◆ Records to use
_____

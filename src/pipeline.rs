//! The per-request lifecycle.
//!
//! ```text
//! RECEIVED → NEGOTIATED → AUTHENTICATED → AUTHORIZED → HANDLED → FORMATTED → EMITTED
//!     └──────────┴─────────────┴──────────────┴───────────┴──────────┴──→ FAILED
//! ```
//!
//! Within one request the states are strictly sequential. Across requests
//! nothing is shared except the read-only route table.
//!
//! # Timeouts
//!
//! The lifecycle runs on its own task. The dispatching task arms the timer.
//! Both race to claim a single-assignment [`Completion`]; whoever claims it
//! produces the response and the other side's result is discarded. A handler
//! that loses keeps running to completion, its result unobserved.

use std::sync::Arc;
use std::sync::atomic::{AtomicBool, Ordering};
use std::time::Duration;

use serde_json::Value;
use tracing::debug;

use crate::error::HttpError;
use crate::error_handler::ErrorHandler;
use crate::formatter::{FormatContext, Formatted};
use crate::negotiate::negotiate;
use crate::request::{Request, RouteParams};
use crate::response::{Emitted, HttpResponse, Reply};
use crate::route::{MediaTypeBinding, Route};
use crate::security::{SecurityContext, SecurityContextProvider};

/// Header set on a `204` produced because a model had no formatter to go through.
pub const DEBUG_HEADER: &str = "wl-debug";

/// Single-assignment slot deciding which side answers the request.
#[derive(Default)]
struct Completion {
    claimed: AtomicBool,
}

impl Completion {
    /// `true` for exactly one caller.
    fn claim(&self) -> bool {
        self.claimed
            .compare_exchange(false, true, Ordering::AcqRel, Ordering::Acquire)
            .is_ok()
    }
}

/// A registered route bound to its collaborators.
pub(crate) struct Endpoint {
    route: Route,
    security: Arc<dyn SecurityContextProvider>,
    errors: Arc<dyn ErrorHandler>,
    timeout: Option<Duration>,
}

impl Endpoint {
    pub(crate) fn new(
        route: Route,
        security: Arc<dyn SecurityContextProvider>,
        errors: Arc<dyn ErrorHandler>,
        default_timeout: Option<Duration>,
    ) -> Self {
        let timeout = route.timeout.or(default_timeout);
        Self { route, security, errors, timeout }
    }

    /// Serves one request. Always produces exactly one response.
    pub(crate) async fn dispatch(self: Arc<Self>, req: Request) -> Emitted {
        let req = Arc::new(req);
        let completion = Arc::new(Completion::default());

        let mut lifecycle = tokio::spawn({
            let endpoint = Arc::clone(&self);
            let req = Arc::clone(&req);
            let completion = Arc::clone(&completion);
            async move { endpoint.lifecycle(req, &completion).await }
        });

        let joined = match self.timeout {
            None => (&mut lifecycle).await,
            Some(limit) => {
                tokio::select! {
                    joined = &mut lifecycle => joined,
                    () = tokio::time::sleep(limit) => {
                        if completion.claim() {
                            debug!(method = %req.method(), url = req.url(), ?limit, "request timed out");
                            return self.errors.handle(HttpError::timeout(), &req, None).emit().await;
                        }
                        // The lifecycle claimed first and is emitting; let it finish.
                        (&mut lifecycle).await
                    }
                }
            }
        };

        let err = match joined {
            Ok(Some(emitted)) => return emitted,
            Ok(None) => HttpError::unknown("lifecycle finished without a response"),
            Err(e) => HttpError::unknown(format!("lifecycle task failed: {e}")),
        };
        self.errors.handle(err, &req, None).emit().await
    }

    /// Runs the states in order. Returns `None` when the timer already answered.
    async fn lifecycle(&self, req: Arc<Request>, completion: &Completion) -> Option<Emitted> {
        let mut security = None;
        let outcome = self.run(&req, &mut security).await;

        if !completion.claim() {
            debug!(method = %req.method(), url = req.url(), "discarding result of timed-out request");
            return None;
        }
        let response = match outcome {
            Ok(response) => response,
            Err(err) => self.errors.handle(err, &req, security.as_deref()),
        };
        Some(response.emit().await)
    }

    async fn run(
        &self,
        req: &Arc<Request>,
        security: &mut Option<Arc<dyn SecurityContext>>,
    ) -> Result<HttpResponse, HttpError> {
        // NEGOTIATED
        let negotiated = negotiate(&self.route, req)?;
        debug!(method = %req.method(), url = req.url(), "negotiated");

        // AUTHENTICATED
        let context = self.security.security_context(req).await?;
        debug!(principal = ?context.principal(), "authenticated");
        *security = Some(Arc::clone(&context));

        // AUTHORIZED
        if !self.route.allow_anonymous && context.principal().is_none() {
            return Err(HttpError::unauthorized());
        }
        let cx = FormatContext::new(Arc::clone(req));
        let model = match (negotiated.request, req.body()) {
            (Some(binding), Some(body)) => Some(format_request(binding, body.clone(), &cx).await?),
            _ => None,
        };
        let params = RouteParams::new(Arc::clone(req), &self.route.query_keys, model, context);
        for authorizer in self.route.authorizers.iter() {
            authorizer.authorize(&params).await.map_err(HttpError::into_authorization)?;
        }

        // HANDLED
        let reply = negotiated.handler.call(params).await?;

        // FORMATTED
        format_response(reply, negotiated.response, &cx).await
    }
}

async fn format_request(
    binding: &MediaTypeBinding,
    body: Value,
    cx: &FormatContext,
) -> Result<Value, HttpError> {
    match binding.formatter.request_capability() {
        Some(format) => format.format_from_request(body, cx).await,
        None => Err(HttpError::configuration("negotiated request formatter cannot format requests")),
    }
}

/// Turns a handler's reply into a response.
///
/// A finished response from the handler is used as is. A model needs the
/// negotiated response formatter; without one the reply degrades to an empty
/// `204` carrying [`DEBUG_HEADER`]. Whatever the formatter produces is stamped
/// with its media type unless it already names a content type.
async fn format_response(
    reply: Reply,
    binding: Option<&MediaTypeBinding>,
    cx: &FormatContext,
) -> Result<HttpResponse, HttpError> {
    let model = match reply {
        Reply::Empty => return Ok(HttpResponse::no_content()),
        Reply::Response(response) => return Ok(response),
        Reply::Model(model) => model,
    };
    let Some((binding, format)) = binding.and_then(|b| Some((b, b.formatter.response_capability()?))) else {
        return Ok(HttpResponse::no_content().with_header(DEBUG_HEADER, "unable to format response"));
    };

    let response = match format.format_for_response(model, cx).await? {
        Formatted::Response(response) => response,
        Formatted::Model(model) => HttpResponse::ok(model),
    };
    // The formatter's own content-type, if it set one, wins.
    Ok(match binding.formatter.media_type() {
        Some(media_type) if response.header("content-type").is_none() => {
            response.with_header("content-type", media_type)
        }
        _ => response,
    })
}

_____

◆ What the task requires
Word for word, return each of the entries.

◆ Result for this task
filename src/pipeline.rs
//! The per-request lifecycle.
//!
//! ```text
//! RECEIVED → NEGOTIATED → AUTHENTICATED → AUTHORIZED → HANDLED → FORMATTED → EMITTED
//!     └──────────┴─────────────┴──────────────┴───────────┴──────────┴──→ FAILED
//! ```
//!
//! Within one request the states are strictly sequential. Across requests
//! nothing is shared except the read-only route table.
//!
//! # Timeouts
//!
//! The lifecycle runs on its own task. The dispatching task arms the timer.
//! Both race to claim a single-assignment [`Completion`]; whoever claims it
//! produces the response and the other side's result is discarded. A handler
//! that loses keeps running to completion, its result unobserved.

use std::sync::Arc;
use std::sync::atomic::{AtomicBool, Ordering};
use std::time::Duration;

use serde_json::Value;
use tracing::debug;

use crate::error::HttpError;
use crate::error_handler::ErrorHandler;
use crate::formatter::{FormatContext, Formatted};
use crate::negotiate::negotiate;
use crate::request::{Request, RouteParams};
use crate::response::{Emitted, HttpResponse, Reply};
use crate::route::{MediaTypeBinding, Route};
use crate::security::{SecurityContext, SecurityContextProvider};

/// Header set on a `204` produced because a model had no formatter to go through.
pub const DEBUG_HEADER: &str = "wl-debug";

/// Single-assignment slot deciding which side answers the request.
#[derive(Default)]
struct Completion {
    claimed: AtomicBool,
}

impl Completion {
    /// `true` for exactly one caller.
    fn claim(&self) -> bool {
        self.claimed
            .compare_exchange(false, true, Ordering::AcqRel, Ordering::Acquire)
            .is_ok()
    }
}

/// A registered route bound to its collaborators.
pub(crate) struct Endpoint {
    route: Route,
    security: Arc<dyn SecurityContextProvider>,
    errors: Arc<dyn ErrorHandler>,
    timeout: Option<Duration>,
}

impl Endpoint {
    pub(crate) fn new(
        route: Route,
        security: Arc<dyn SecurityContextProvider>,
        errors: Arc<dyn ErrorHandler>,
        default_timeout: Option<Duration>,
    ) -> Self {
        let timeout = route.timeout.or(default_timeout);
        Self { route, security, errors, timeout }
    }

    /// Serves one request. Always produces exactly one response.
    pub(crate) async fn dispatch(self: Arc<Self>, req: Request) -> Emitted {
        let req = Arc::new(req);
        let completion = Arc::new(Completion::default());

        let mut lifecycle = tokio::spawn({
            let endpoint = Arc::clone(&self);
            let req = Arc::clone(&req);
            let completion = Arc::clone(&completion);
            async move { endpoint.lifecycle(req, &completion).await }
        });

        let joined = match self.timeout {
            None => (&mut lifecycle).await,
            Some(limit) => {
                tokio::select! {
                    joined = &mut lifecycle => joined,
                    () = tokio::time::sleep(limit) => {
                        if completion.claim() {
                            debug!(method = %req.method(), url = req.url(), ?limit, "request timed out");
                            return self.errors.handle(HttpError::timeout(), &req, None).emit().await;
                        }
                        // The lifecycle claimed first and is emitting; let it finish.
                        (&mut lifecycle).await
                    }
                }
            }
        };

        let err = match joined {
            Ok(Some(emitted)) => return emitted,
            Ok(None) => HttpError::unknown("lifecycle finished without a response"),
            Err(e) => HttpError::unknown(format!("lifecycle task failed: {e}")),
        };
        self.errors.handle(err, &req, None).emit().await
    }

    /// Runs the states in order. Returns `None` when the timer already answered.
    async fn lifecycle(&self, req: Arc<Request>, completion: &Completion) -> Option<Emitted> {
        let mut security = None;
        let outcome = self.run(&req, &mut security).await;

        if !completion.claim() {
            debug!(method = %req.method(), url = req.url(), "discarding result of timed-out request");
            return None;
        }
        let response = match outcome {
            Ok(response) => response,
            Err(err) => self.errors.handle(err, &req, security.as_deref()),
        };
        Some(response.emit().await)
    }

    async fn run(
        &self,
        req: &Arc<Request>,
        security: &mut Option<Arc<dyn SecurityContext>>,
    ) -> Result<HttpResponse, HttpError> {
        // NEGOTIATED
        let negotiated = negotiate(&self.route, req)?;
        debug!(method = %req.method(), url = req.url(), "negotiated");

        // AUTHENTICATED
        let context = self.security.security_context(req).await?;
        debug!(principal = ?context.principal(), "authenticated");
        *security = Some(Arc::clone(&context));

        // AUTHORIZED
        if !self.route.allow_anonymous && context.principal().is_none() {
            return Err(HttpError::unauthorized());
        }
        let cx = FormatContext::new(Arc::clone(req));
        let model = match (negotiated.request, req.body()) {
            (Some(binding), Some(body)) => Some(format_request(binding, body.clone(), &cx).await?),
            _ => None,
        };
        let params = RouteParams::new(Arc::clone(req), &self.route.query_keys, model, context);
        for authorizer in self.route.authorizers.iter() {
            authorizer.authorize(&params).await.map_err(HttpError::into_authorization)?;
        }

        // HANDLED
        let reply = negotiated.handler.call(params).await?;

        // FORMATTED
        format_response(reply, negotiated.response, &cx).await
    }
}

async fn format_request(
    binding: &MediaTypeBinding,
    body: Value,
    cx: &FormatContext,
) -> Result<Value, HttpError> {
    match binding.formatter.request_capability() {
        Some(format) => format.format_from_request(body, cx).await,
        None => Err(HttpError::configuration("negotiated request formatter cannot format requests")),
    }
}

/// Turns a handler's reply into a response.
///
/// A finished response from the handler is used as is. A model needs the
/// negotiated response formatter; without one the reply degrades to an empty
/// `204` carrying [`DEBUG_HEADER`]. Whatever the formatter produces is stamped
/// with its media type unless it already names a content type.
async fn format_response(
    reply: Reply,
    binding: Option<&MediaTypeBinding>,
    cx: &FormatContext,
) -> Result<HttpResponse, HttpError> {
    let model = match reply {
        Reply::Empty => return Ok(HttpResponse::no_content()),
        Reply::Response(response) => return Ok(response),
        Reply::Model(model) => model,
    };
    let Some((binding, format)) = binding.and_then(|b| Some((b, b.formatter.response_capability()?))) else {
        return Ok(HttpResponse::no_content().with_header(DEBUG_HEADER, "unable to format response"));
    };

    let response = match format.format_for_response(model, cx).await? {
        Formatted::Response(response) => response,
        Formatted::Model(model) => HttpResponse::ok(model),
    };
    // The formatter's own content-type, if it set one, wins.
    Ok(match binding.formatter.media_type() {
        Some(media_type) if response.header("content-type").is_none() => {
            response.with_header("content-type", media_type)
        }
        _ => response,
    })
}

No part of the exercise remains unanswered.